Resulta, al menos, contradictorio que por un lado se legisle en contra de su consumo y por otra se consienta y favorezca su venta. Así la ley antitabaco versión 2010 va a prohibir fumar en lugares de ocio cerrados: bares, restaurantes, discotecas…, pero a su vez se vuelve a permitir su venta en los kioscos de prensa. En que quedamos, se penaliza su consumo y a la vez se aumenta el canal de distribución (merci a la Ley Ómnibus de liberalización de servicios) y por consiguiente su acceso. O dicho en términos más mundanos, se cuida de nuestro bienestar –salud- por el ministerio de Sanidad y en el mismo “paquete” se nos perjudica por el de Hacienda, al poner en el mercado algo a todas luces insalubre.
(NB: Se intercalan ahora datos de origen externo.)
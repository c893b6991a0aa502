#![cfg(unix)]

use tokio::io::{AsyncBufReadExt, AsyncWriteExt, BufReader};
use tokio::net::UnixListener;

use tether::proxy::ProxyEnvironment;
use tether::{Builder, RequestParams};

type BoxError = Box<dyn std::error::Error + Send + Sync + 'static>;

#[tokio::test]
async fn request_over_unix_socket() -> Result<(), BoxError> {
    let dir = tempfile::tempdir()?;
    let path = dir.path().join("tether.sock");
    let listener = UnixListener::bind(&path)?;

    let server = tokio::spawn(async move {
        let (stream, _) = listener.accept().await?;
        let (read, mut write) = stream.into_split();
        let mut reader = BufReader::new(read);
        let mut head = Vec::new();
        loop {
            let mut line = String::new();
            reader.read_line(&mut line).await?;
            if line == "\r\n" || line.is_empty() {
                break;
            }
            head.push(line.trim_end().to_owned());
        }
        write
            .write_all(b"HTTP/1.1 200 OK\r\nContent-Length: 6\r\n\r\nsocket")
            .await?;
        Ok::<_, std::io::Error>(head)
    });

    let mut connection = Builder::unix(&path)
        .with_proxy_environment(ProxyEnvironment::default())
        .build()?;
    let response = connection.request(RequestParams::get("/status")).await?;
    assert_eq!(response.body(), "socket");

    let head = server.await??;
    assert_eq!(head[0], "GET /status HTTP/1.1");
    let host = format!("Host: {}", path.display());
    assert!(head.iter().any(|line| *line == host));
    Ok(())
}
Claro esta que en esa balanza entre salud y recaudación, prima esta segunda, pues supone una fuerte vía de ingresos para las arcas públicas (de esta manera pueden despilfarrar más).
De igual manera se podrían crear otras leyes que cuiden de la salud de los ciudadanos, introcuciendo nuevos elementos, la ley de economía sostenible podría ser ese caldo de cultivo para incluir medidas de salud publica como pueden ser las siguientes:
- La advertencia que el consumo de carnes rojas, en exceso –queda delimitar el quantum- puede producir cáncer.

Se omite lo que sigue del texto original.